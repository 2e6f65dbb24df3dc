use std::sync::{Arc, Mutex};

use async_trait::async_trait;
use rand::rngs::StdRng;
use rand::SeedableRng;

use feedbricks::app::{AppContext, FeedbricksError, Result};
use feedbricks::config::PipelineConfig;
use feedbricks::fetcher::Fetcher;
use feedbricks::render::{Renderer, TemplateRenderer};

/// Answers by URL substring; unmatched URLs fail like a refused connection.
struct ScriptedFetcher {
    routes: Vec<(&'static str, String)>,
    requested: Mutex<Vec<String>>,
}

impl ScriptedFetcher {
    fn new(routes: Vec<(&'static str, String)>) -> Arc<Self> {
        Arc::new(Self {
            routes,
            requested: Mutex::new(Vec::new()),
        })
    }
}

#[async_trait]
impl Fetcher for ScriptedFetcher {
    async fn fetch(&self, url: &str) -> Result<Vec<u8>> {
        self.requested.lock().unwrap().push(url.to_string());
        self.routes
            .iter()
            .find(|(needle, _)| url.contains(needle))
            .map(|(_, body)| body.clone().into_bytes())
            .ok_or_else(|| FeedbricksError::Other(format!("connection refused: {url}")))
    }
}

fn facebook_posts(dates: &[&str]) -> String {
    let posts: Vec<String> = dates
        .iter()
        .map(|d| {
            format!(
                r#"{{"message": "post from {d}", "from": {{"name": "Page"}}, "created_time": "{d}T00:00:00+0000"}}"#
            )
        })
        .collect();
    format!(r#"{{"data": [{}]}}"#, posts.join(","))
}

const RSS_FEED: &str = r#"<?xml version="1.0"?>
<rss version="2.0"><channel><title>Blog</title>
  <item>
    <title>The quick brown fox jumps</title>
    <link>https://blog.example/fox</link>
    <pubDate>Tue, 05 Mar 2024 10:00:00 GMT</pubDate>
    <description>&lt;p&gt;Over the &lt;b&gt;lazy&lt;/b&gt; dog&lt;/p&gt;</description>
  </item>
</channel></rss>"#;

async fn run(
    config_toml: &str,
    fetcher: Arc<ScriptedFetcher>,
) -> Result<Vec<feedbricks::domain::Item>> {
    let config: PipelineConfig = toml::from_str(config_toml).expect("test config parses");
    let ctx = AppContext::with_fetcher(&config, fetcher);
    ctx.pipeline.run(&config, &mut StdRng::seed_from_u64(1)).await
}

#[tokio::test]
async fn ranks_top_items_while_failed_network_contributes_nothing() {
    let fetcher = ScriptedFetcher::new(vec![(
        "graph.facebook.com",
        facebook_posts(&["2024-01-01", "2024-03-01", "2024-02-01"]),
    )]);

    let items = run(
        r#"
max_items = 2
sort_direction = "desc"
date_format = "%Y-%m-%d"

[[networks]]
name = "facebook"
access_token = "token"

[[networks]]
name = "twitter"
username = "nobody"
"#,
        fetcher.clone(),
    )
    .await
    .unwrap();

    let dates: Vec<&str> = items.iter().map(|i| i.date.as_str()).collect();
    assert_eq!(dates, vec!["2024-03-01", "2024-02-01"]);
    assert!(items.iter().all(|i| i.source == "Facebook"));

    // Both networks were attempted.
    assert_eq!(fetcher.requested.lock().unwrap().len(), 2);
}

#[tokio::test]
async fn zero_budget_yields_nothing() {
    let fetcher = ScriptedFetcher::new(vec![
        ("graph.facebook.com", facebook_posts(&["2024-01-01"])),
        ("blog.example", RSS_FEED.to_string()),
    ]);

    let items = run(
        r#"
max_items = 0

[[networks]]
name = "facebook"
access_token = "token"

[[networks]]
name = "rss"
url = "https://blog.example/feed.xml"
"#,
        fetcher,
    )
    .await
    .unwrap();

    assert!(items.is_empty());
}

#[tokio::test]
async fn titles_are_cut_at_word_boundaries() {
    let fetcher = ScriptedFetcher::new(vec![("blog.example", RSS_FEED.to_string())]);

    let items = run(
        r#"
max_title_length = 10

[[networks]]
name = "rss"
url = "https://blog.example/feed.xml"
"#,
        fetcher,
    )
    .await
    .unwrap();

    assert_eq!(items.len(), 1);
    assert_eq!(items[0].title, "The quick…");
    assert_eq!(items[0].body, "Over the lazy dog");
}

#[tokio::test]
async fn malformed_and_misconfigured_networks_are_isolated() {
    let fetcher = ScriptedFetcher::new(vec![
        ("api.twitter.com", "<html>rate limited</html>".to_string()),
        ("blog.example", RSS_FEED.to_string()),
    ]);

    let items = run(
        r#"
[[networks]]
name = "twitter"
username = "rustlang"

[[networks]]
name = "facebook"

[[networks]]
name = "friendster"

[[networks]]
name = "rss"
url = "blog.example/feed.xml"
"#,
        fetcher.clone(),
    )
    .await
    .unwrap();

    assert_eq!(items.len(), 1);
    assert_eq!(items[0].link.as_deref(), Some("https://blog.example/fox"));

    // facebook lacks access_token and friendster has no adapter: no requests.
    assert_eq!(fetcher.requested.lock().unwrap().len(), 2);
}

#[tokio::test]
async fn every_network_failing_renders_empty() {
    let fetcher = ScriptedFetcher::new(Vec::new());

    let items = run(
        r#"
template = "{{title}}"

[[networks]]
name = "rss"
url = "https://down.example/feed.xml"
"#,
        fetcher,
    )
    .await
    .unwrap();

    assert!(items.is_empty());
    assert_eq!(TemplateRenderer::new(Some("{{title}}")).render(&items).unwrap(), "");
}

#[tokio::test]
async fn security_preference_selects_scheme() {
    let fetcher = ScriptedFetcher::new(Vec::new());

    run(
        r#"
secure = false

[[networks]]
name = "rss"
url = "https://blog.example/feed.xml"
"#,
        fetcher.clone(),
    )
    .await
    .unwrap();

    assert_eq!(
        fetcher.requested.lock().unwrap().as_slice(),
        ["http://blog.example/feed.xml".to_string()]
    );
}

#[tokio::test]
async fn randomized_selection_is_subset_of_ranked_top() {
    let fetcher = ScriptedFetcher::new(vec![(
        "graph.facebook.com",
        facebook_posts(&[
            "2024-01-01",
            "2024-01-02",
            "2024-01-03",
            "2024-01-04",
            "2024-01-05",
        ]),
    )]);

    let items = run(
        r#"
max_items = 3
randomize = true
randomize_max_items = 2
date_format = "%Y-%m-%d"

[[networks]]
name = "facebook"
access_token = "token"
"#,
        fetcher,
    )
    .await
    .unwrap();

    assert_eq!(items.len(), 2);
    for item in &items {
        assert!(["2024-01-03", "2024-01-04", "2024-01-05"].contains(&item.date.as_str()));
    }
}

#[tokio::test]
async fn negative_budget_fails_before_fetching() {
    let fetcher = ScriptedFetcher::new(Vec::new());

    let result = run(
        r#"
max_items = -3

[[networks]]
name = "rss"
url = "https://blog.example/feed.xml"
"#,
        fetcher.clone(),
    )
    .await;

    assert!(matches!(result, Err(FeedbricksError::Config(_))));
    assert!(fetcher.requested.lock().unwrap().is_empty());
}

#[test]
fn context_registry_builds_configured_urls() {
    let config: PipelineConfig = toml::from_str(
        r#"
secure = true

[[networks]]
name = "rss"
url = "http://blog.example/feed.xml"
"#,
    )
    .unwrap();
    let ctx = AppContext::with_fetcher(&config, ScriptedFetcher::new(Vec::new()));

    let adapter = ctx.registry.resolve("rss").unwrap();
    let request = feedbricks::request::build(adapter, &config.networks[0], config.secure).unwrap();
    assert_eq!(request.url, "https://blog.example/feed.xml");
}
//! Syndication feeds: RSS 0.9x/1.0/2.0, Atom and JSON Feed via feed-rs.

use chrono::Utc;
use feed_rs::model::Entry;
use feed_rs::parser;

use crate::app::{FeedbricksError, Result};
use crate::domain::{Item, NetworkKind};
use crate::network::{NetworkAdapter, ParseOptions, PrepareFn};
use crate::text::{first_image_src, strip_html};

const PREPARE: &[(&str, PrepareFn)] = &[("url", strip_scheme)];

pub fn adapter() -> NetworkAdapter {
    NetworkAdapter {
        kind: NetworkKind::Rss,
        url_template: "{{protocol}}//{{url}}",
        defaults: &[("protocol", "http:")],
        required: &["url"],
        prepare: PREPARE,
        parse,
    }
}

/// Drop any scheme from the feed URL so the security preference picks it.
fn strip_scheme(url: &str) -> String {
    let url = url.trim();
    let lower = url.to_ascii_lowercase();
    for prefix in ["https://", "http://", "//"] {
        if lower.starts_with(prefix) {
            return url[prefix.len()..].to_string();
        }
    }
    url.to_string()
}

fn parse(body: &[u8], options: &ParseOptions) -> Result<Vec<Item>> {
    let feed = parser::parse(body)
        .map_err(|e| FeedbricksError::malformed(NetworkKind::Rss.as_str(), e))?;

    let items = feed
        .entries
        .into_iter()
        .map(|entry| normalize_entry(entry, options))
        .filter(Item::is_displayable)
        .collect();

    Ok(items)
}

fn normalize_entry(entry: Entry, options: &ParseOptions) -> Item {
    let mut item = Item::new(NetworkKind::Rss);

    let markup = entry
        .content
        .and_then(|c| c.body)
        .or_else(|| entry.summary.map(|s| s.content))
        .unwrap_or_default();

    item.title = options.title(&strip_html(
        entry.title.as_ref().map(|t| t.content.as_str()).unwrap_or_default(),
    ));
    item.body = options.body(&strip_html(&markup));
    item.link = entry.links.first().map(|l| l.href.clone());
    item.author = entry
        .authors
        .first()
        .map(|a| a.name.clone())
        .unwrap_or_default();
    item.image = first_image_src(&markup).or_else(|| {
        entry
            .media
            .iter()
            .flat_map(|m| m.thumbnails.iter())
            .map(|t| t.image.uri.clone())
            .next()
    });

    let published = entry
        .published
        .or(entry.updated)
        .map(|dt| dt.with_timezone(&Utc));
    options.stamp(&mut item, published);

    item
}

--------------------------------------------------

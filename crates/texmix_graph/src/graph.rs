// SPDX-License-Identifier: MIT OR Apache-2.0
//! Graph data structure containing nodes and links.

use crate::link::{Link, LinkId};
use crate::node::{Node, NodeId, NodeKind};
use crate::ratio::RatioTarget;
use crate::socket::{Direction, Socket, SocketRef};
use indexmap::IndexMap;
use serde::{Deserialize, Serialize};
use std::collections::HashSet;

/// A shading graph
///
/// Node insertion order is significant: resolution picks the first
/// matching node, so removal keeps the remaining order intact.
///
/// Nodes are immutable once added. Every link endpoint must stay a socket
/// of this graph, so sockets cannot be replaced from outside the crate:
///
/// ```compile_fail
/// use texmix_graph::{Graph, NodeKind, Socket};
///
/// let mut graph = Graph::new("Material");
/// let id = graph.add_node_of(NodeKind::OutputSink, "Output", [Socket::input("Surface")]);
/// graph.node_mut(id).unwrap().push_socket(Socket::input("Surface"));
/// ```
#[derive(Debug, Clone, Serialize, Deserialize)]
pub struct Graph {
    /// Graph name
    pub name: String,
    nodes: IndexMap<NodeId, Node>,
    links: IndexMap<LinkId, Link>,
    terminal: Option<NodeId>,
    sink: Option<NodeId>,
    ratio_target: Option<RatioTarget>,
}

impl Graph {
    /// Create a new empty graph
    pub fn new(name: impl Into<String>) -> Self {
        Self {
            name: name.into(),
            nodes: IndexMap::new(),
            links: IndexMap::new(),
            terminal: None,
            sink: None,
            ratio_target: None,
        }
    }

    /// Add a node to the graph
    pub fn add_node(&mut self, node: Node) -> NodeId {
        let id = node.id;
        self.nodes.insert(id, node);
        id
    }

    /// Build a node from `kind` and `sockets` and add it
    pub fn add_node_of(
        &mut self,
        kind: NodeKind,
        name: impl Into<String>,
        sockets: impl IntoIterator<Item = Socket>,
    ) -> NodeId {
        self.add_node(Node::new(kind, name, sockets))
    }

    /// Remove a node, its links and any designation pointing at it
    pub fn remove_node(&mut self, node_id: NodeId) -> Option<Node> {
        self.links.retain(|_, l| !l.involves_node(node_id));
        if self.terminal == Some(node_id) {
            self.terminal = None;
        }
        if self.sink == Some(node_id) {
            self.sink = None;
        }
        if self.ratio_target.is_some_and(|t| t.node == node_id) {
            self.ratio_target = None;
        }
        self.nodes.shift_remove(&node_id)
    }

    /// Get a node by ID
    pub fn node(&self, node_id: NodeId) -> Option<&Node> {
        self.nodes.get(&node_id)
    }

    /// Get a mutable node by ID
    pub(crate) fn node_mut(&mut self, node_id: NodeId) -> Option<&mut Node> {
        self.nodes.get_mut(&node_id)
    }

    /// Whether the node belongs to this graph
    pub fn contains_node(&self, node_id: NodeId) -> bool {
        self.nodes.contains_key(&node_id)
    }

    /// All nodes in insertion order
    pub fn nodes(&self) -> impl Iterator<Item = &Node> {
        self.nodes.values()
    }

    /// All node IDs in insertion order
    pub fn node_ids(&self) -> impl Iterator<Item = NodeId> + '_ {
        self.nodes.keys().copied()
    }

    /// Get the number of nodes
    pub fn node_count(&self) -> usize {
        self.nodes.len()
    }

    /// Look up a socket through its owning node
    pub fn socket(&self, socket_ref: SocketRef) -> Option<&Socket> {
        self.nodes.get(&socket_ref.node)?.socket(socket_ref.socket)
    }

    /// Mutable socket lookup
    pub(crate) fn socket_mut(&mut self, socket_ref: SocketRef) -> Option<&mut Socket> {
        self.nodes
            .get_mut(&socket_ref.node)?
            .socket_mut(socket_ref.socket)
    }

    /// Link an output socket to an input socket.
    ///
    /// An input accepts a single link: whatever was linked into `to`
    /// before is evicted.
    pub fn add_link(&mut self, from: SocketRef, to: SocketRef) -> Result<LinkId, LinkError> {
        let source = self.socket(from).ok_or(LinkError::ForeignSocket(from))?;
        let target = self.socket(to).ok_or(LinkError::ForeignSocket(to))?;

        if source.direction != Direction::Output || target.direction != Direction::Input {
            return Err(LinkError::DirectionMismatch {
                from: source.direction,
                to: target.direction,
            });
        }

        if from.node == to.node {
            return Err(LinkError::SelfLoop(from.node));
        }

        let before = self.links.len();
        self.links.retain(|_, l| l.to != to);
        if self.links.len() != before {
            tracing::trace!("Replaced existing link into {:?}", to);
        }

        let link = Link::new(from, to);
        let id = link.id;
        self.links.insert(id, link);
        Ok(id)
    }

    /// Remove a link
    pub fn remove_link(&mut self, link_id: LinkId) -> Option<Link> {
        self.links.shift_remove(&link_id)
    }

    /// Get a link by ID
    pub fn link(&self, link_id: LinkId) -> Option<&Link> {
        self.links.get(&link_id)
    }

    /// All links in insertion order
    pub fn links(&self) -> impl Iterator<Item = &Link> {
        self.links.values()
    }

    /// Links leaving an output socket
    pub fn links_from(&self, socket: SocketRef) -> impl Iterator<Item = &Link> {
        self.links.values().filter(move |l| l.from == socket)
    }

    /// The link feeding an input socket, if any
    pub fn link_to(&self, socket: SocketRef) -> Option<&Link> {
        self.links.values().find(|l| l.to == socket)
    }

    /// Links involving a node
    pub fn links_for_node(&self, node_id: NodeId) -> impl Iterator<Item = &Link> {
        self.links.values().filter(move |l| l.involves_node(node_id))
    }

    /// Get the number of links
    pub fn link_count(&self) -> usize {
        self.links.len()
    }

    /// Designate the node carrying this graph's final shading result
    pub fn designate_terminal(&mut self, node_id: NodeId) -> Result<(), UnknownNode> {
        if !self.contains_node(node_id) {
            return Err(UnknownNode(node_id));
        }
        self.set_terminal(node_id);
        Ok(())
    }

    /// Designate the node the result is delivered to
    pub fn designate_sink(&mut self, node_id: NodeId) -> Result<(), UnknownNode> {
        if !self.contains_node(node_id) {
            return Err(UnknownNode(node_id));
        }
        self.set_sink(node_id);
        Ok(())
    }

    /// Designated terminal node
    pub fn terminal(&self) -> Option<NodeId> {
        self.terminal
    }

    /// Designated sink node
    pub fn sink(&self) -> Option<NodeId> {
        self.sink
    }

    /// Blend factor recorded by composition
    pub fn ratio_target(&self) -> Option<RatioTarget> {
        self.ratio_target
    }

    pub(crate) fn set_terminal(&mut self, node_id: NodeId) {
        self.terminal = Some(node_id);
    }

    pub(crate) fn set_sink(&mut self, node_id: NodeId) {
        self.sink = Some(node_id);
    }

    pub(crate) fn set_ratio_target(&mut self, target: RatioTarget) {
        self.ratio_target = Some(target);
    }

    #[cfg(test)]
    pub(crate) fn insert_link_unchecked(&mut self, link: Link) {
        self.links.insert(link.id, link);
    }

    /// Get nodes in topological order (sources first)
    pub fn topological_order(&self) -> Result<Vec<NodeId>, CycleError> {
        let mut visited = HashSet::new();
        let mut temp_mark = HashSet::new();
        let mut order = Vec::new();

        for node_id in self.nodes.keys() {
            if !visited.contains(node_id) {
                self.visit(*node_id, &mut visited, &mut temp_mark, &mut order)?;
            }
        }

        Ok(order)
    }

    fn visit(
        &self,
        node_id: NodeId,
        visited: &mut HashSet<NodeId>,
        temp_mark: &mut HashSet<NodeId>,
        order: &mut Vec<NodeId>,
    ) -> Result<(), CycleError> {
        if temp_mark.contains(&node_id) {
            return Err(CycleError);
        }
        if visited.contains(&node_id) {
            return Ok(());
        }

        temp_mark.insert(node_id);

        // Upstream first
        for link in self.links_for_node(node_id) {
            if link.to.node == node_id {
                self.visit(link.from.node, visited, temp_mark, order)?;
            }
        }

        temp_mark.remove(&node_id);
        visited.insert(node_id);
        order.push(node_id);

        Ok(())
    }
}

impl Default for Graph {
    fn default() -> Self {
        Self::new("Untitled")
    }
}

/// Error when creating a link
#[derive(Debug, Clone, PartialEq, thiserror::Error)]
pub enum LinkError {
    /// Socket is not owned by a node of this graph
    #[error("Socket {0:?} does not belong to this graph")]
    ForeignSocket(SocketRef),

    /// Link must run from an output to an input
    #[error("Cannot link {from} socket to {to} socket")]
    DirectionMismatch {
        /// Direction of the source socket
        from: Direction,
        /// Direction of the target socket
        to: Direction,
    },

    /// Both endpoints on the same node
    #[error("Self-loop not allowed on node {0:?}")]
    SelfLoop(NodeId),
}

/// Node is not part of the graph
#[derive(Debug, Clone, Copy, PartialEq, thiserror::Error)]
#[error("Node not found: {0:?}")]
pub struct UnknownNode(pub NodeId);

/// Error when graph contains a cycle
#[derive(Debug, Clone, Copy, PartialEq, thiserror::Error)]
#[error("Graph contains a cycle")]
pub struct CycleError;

--------------------------------------------------

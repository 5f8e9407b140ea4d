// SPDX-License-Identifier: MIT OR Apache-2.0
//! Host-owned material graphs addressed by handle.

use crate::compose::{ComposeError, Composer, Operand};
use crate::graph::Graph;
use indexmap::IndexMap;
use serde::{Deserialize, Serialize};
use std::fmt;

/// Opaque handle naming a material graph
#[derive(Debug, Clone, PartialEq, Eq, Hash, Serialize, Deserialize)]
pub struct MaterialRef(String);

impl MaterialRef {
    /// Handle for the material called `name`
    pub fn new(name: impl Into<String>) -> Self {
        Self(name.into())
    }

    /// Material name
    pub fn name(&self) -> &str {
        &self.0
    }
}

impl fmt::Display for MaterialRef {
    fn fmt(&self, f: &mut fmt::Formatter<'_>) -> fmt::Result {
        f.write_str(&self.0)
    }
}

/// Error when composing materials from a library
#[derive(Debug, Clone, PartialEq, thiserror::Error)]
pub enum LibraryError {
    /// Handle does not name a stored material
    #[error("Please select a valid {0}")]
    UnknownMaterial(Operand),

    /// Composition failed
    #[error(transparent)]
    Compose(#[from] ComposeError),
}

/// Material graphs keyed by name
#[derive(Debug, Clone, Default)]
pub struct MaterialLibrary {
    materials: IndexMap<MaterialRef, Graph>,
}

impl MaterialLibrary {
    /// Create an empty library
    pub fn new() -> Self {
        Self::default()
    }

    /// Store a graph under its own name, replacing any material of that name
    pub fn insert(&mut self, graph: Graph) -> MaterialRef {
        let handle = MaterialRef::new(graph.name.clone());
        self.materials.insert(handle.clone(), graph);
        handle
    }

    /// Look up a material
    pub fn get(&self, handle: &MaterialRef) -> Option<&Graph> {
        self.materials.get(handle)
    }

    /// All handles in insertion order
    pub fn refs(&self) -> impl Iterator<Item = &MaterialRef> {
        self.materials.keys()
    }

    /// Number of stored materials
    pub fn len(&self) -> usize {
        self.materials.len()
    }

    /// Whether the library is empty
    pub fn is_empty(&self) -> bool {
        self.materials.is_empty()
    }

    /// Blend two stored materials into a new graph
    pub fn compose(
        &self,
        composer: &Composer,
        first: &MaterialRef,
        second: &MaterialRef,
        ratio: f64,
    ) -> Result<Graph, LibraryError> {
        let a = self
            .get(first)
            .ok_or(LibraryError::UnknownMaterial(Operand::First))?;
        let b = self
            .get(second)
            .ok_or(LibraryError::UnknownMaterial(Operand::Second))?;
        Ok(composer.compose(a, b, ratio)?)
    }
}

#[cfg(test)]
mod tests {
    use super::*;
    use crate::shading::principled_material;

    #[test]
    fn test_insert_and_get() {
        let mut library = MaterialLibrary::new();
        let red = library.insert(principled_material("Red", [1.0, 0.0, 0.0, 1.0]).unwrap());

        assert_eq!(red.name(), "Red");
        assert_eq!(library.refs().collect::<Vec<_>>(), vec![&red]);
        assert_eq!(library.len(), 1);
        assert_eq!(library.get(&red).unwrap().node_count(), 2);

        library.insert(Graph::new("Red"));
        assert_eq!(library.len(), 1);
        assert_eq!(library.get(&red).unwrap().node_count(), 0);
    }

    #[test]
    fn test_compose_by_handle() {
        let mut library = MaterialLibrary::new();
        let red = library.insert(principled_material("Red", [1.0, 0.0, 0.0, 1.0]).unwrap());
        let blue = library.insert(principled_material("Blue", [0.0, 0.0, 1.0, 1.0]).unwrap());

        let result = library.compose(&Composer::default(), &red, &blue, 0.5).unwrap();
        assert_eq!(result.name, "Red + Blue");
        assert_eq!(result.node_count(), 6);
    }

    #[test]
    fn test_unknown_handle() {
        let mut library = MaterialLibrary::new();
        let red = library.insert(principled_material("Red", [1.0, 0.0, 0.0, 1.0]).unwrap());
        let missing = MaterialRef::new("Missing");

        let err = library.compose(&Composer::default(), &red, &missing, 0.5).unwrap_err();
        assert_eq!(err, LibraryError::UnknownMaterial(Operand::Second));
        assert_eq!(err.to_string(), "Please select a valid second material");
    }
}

--------------------------------------------------

### Exercise details
Lines that contain "Both" are the result; find them in the entries above and copy each one.

### Response to the task
    // Both networks were attempted.
    /// Both endpoints on the same node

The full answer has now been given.